Dataset START

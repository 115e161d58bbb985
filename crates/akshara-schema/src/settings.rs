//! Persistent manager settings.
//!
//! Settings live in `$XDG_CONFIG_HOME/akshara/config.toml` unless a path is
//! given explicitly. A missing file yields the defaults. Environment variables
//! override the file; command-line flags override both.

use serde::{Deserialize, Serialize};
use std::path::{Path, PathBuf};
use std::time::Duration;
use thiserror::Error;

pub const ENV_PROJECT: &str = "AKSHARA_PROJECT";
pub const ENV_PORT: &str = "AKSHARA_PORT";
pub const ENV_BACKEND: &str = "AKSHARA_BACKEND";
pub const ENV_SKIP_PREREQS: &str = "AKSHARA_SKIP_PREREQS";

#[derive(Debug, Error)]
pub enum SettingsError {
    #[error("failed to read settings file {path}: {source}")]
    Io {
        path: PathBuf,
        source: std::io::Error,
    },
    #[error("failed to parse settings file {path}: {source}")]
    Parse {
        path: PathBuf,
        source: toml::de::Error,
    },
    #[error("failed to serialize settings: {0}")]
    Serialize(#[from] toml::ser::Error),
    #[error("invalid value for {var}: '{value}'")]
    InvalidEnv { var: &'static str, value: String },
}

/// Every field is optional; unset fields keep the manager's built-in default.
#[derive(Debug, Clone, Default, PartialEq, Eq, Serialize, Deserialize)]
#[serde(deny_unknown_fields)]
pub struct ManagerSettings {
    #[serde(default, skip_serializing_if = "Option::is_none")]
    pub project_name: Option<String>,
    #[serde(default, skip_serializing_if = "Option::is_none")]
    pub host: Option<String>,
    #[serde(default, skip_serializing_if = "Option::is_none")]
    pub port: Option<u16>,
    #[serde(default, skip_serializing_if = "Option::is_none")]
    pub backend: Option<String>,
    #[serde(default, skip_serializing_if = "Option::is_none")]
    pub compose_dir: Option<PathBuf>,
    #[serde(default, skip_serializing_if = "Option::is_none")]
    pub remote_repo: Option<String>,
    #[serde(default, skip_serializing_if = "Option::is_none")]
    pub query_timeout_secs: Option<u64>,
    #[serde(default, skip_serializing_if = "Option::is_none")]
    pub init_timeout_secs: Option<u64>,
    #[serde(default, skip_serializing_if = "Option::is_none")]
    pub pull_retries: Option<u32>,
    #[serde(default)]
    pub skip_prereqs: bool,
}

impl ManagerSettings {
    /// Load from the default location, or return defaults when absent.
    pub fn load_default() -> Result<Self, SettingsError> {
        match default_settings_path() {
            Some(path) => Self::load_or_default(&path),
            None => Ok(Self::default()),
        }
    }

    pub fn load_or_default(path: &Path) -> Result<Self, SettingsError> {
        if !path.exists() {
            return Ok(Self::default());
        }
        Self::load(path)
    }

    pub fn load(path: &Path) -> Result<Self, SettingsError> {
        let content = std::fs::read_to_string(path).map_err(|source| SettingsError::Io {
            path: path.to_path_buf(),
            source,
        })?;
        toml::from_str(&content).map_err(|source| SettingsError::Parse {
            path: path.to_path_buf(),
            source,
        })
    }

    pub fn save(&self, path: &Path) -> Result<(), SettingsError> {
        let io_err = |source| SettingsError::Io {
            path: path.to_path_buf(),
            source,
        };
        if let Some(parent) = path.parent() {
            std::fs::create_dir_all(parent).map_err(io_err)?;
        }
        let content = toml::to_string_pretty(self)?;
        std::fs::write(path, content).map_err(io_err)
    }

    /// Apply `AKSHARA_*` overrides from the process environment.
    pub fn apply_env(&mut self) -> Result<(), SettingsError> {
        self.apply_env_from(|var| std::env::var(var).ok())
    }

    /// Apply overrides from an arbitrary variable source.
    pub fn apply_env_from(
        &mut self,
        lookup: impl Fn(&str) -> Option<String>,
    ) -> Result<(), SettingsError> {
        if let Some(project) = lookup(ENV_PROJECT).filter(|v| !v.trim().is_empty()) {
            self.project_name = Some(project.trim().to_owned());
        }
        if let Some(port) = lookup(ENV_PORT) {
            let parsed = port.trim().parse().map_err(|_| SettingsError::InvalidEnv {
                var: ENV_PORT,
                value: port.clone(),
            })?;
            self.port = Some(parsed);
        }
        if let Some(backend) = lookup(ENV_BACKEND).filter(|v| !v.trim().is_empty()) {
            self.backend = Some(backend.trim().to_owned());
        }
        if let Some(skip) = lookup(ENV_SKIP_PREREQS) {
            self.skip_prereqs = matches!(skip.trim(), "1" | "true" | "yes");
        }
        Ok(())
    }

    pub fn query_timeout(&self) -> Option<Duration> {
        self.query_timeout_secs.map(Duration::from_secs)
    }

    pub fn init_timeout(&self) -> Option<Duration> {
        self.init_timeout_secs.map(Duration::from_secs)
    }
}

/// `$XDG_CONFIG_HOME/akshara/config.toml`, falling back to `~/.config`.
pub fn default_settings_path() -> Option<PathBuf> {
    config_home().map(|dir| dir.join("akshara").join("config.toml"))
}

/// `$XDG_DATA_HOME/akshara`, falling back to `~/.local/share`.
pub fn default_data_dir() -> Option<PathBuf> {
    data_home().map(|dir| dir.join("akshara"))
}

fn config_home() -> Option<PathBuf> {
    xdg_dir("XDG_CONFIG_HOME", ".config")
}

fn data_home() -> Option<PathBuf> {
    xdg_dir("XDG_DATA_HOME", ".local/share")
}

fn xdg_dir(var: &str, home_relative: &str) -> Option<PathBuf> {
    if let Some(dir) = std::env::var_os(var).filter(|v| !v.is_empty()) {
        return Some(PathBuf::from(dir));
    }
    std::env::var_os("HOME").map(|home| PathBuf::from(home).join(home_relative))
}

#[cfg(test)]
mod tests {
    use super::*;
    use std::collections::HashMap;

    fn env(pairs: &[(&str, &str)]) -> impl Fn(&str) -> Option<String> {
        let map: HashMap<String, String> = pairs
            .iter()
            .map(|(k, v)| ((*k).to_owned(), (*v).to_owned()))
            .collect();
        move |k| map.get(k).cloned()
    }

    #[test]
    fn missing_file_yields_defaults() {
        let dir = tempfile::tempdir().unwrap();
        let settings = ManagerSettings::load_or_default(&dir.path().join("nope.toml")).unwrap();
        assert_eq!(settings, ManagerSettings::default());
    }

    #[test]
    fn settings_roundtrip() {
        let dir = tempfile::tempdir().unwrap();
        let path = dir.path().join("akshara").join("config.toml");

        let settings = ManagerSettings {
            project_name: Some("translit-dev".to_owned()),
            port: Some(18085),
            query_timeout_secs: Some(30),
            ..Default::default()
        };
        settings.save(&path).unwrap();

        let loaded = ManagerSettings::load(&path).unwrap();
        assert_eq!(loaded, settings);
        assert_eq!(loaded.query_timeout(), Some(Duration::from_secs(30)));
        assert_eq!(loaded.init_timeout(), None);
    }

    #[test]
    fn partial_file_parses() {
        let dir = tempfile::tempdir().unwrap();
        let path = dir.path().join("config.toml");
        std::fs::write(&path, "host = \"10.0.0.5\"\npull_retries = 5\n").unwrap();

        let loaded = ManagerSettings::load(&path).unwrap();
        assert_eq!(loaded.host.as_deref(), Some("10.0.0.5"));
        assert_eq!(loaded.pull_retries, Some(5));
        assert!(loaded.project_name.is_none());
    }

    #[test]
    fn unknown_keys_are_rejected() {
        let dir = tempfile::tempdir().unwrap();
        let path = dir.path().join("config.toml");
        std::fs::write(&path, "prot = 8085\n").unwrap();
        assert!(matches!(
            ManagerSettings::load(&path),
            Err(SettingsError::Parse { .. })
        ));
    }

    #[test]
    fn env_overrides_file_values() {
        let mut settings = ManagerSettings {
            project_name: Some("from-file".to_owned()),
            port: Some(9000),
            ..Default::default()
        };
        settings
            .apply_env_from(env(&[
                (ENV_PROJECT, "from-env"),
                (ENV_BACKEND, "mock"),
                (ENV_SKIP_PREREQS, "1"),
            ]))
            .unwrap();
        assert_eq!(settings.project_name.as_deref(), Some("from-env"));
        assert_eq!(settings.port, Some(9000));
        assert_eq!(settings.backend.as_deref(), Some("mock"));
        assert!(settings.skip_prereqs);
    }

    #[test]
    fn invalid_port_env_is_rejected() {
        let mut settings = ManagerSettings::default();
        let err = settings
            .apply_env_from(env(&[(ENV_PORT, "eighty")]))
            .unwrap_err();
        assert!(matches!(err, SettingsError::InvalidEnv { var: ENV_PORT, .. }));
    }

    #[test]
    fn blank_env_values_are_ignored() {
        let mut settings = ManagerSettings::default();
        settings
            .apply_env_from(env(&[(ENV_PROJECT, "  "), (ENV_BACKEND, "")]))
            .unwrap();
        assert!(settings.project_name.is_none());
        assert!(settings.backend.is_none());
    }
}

Dataset END

• What the exercise asks:
Begin with the first line of the records and reproduce each line as is, ending with the line that holds "flags override both.".

• Your solution:
repository 115e161d58bbb985
filename crates/akshara-schema/src/settings.rs
//! Persistent manager settings.
//!
//! Settings live in `$XDG_CONFIG_HOME/akshara/config.toml` unless a path is
//! given explicitly. A missing file yields the defaults. Environment variables
//! override the file; command-line flags override both.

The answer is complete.